А зачем она – Родине? Зачем она – деревне Рождество? Той подслеповатой карлице? той старухе с задушенным цыплёнком? тому залатанному одноногому мужику?

‹…›

Им нужны дороги, ткани, доски, стёкла, им верните молоко, хлеб, ещё, может быть, колокольный звон – но зачем им атомная бомба?

(609)

Атомная бомба нужна только Сталину, продумывающему план Третьей мировой. «Начать можно будет, как атомных бомб наделаем и прочистим тыл хорошенько» (160), – размышляет Император Земли, незадолго до этого пообещавший своему верному министру:

Скоро будет много-вам-работы, Абакумов. Будым йищё один раз такое мероприятие проводить, как в тридцать седьмом. Весь мир – против нас. Война давно неизбежна. С сорок четвёртого года неизбежна. А перед баль-шой войной баль-шая нужна и чистка

‹…›

…А во время войны пойдём вперёд – там Йи-вропу начнём сажать!

(148–149)

Ненависть к миру, мечта о бомбе, о безоглядном сокрушении «чужого» неотрывна у Сталина от ненависти к России, уже им уничтоженной. Сталин убежден, «что вся Россия – придумана (удивительно, что иностранцы верят в её существование)» (158).

Солженицынский Сталин мечтает о полной унификации пространства (пока еще его страшащего) и отмене времени. Старческий ужас небытия превращается в страсть к тотальному небытию, к упразднению любого движения, любого разнообразия, любой жизни. Потому и тянутся жадные руки диктатора к сгустку смерти – атомной бомбе.
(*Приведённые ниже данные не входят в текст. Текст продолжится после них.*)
//! Per-collection aggregation.
//!
//! Two single-pass folds over the raw API records: one turns the holdings
//! list into per-collection balance counts, the other turns the transaction
//! list into a per-collection activity log via the classifier. Both keep
//! first-seen collection order, and the activity log keeps input order
//! within each collection (the API returns transfers chronologically).

use crate::activity::{classify, Action};
use crate::api::{NftHolding, TransferRecord};
use chrono::{DateTime, Utc};
use std::collections::HashMap;
use tracing::warn;

/// Composite grouping key for activity: two collections can share a name,
/// so the contract address stays part of the key until rendering.
#[derive(Debug, Clone, PartialEq, Eq, Hash)]
pub struct CollectionKey {
    pub address: String,
    pub name: String,
}

/// How many holding records the wallet has in one collection.
#[derive(Debug, Clone, PartialEq)]
pub struct CollectionBalance {
    pub name: String,
    pub balance: u64,
}

/// One classified transfer, ready for rendering.
#[derive(Debug, Clone, PartialEq)]
pub struct ActivityEntry {
    pub date: DateTime<Utc>,
    /// Number of tokens moved in this transfer.
    pub amount: usize,
    pub action: Action,
}

/// The activity log for one collection, in input order.
#[derive(Debug, Clone, PartialEq)]
pub struct CollectionActivity {
    pub key: CollectionKey,
    pub entries: Vec<ActivityEntry>,
}

/// Fold the holdings list into per-collection balances.
///
/// Counts holding records, not token ids. Records for the same address are
/// expected to agree on the collection name; the last one seen wins.
pub fn balances_by_collection(holdings: &[NftHolding]) -> Vec<CollectionBalance> {
    let mut balances: Vec<CollectionBalance> = Vec::new();
    let mut index: HashMap<String, usize> = HashMap::new();

    for holding in holdings {
        match index.get(&holding.collection_address).copied() {
            Some(i) => {
                balances[i].name = holding.collection_name.clone();
                balances[i].balance += 1;
            }
            None => {
                index.insert(holding.collection_address.clone(), balances.len());
                balances.push(CollectionBalance {
                    name: holding.collection_name.clone(),
                    balance: 1,
                });
            }
        }
    }

    balances
}

/// Fold the transaction list into per-collection activity logs.
pub fn activity_by_collection(
    wallet: &str,
    transfers: &[TransferRecord],
) -> Vec<CollectionActivity> {
    let mut groups: Vec<CollectionActivity> = Vec::new();
    let mut index: HashMap<CollectionKey, usize> = HashMap::new();

    for record in transfers {
        let action = classify(wallet, record);
        if let Action::Unattributed { from, to } = &action {
            warn!(
                collection = %record.collection_name,
                from = %from,
                to = %to,
                "transfer touches neither side of the wallet"
            );
        }

        let entry = ActivityEntry {
            date: record.date,
            amount: record.token_ids.len(),
            action,
        };

        let key = CollectionKey {
            address: record.collection_address.clone(),
            name: record.collection_name.clone(),
        };

        match index.get(&key).copied() {
            Some(i) => groups[i].entries.push(entry),
            None => {
                index.insert(key.clone(), groups.len());
                groups.push(CollectionActivity {
                    key,
                    entries: vec![entry],
                });
            }
        }
    }

    groups
}

#[cfg(test)]
mod tests {
    use super::*;
    use chrono::TimeZone;

    const WALLET: &str = "0x1111111111111111111111111111111111111111";
    const OTHER: &str = "0x2222222222222222222222222222222222222222";

    fn holding(address: &str, name: &str) -> NftHolding {
        NftHolding {
            collection_address: address.to_string(),
            collection_name: name.to_string(),
            token_ids: vec!["1".to_string(), "2".to_string()],
        }
    }

    fn transfer(address: &str, name: &str, from: &str, to: &str, value: f64) -> TransferRecord {
        TransferRecord {
            collection_address: address.to_string(),
            collection_name: name.to_string(),
            date: Utc.with_ymd_and_hms(2023, 5, 1, 9, 5, 0).unwrap(),
            token_ids: vec!["7".to_string()],
            address_from: from.to_string(),
            address_to: to.to_string(),
            value,
        }
    }

    #[test]
    fn test_balance_counts_records_not_tokens() {
        // Each holding carries two token ids but counts once
        let holdings = vec![holding("0xa", "Foo"), holding("0xa", "Foo")];
        let balances = balances_by_collection(&holdings);
        assert_eq!(balances.len(), 1);
        assert_eq!(balances[0].balance, 2);
    }

    #[test]
    fn test_balance_groups_sum_to_input_length() {
        let holdings = vec![
            holding("0xa", "Foo"),
            holding("0xb", "Bar"),
            holding("0xa", "Foo"),
            holding("0xc", "Baz"),
            holding("0xb", "Bar"),
        ];
        let balances = balances_by_collection(&holdings);
        assert_eq!(balances.len(), 3);
        let total: u64 = balances.iter().map(|b| b.balance).sum();
        assert_eq!(total, holdings.len() as u64);
    }

    #[test]
    fn test_balance_keeps_first_seen_order_and_last_seen_name() {
        let holdings = vec![
            holding("0xa", "Foo"),
            holding("0xb", "Bar"),
            holding("0xa", "Foo (renamed)"),
        ];
        let balances = balances_by_collection(&holdings);
        assert_eq!(balances[0].name, "Foo (renamed)");
        assert_eq!(balances[0].balance, 2);
        assert_eq!(balances[1].name, "Bar");
    }

    #[test]
    fn test_activity_groups_preserve_order() {
        let transfers = vec![
            transfer("0xa", "Foo", OTHER, WALLET, 0.0),
            transfer("0xb", "Bar", OTHER, WALLET, 1.0),
            transfer("0xa", "Foo", WALLET, OTHER, 2.0),
        ];
        let groups = activity_by_collection(WALLET, &transfers);

        // First-seen order across groups
        assert_eq!(groups.len(), 2);
        assert_eq!(groups[0].key.name, "Foo");
        assert_eq!(groups[1].key.name, "Bar");

        // Input order within a group
        assert_eq!(groups[0].entries.len(), 2);
        assert_eq!(
            groups[0].entries[0].action,
            Action::Received {
                from: OTHER.to_string()
            }
        );
        assert_eq!(
            groups[0].entries[1].action,
            Action::Sold {
                to: OTHER.to_string(),
                value: 2.0
            }
        );
    }

    #[test]
    fn test_same_name_different_address_stays_split() {
        let transfers = vec![
            transfer("0xa", "Foo", OTHER, WALLET, 0.0),
            transfer("0xb", "Foo", OTHER, WALLET, 0.0),
        ];
        let groups = activity_by_collection(WALLET, &transfers);
        assert_eq!(groups.len(), 2);
    }

    #[test]
    fn test_entry_amount_is_token_count() {
        let mut record = transfer("0xa", "Foo", OTHER, WALLET, 0.0);
        record.token_ids = vec!["1".to_string(), "2".to_string(), "3".to_string()];
        let groups = activity_by_collection(WALLET, &[record]);
        assert_eq!(groups[0].entries[0].amount, 3);
    }

    #[test]
    fn test_empty_inputs_produce_empty_folds() {
        assert!(balances_by_collection(&[]).is_empty());
        assert!(activity_by_collection(WALLET, &[]).is_empty());
    }
}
И не за американцев пугается дядюшка Володина, застрявший в Твери чудак Авенир, услышав от племянника, что бомба у Сталина может появиться, – за себя: «Но если сделают – пропали мы, Инок. Никогда нам свободы не видать» (444)[107]107
  Здесь не место переходить в область конкретной политики и ловить писателя на фактах (дескать, Сталин все-таки Третьей мировой не начал). Заметим, однако, что Солженицын описывает сознание героев конца 40-х годов, у которых ни надежд наших, ни нашего исторического опыта не было, бояться же Сталина с бомбой они имели все основания.


[Закрыть]
.

Ровесник Сталина, надеющийся пропустить Самого на тот свет первым, тверской дядюшка Авенир самим скромным существованием своим – житьем по совести, крепкой памятливостью, удивительной способностью трезво и просто глядеть на мир – опровергает мрачную утопию «кремлевского затворника». Россия не выдумана, она не пустое пространство, поставляющее плановую продукцию и полки для мировой бойни; Россия существует, хочет свободы, помнит свою историю. Как бы ни крушили церкви, как бы ни ломали алтари, как бы ни унижали человека голодом, репрессиями, страхом, одуряющим («от гимна до гимна») радио – люди остаются людьми, Россия – Россией, Рождество – Рождеством.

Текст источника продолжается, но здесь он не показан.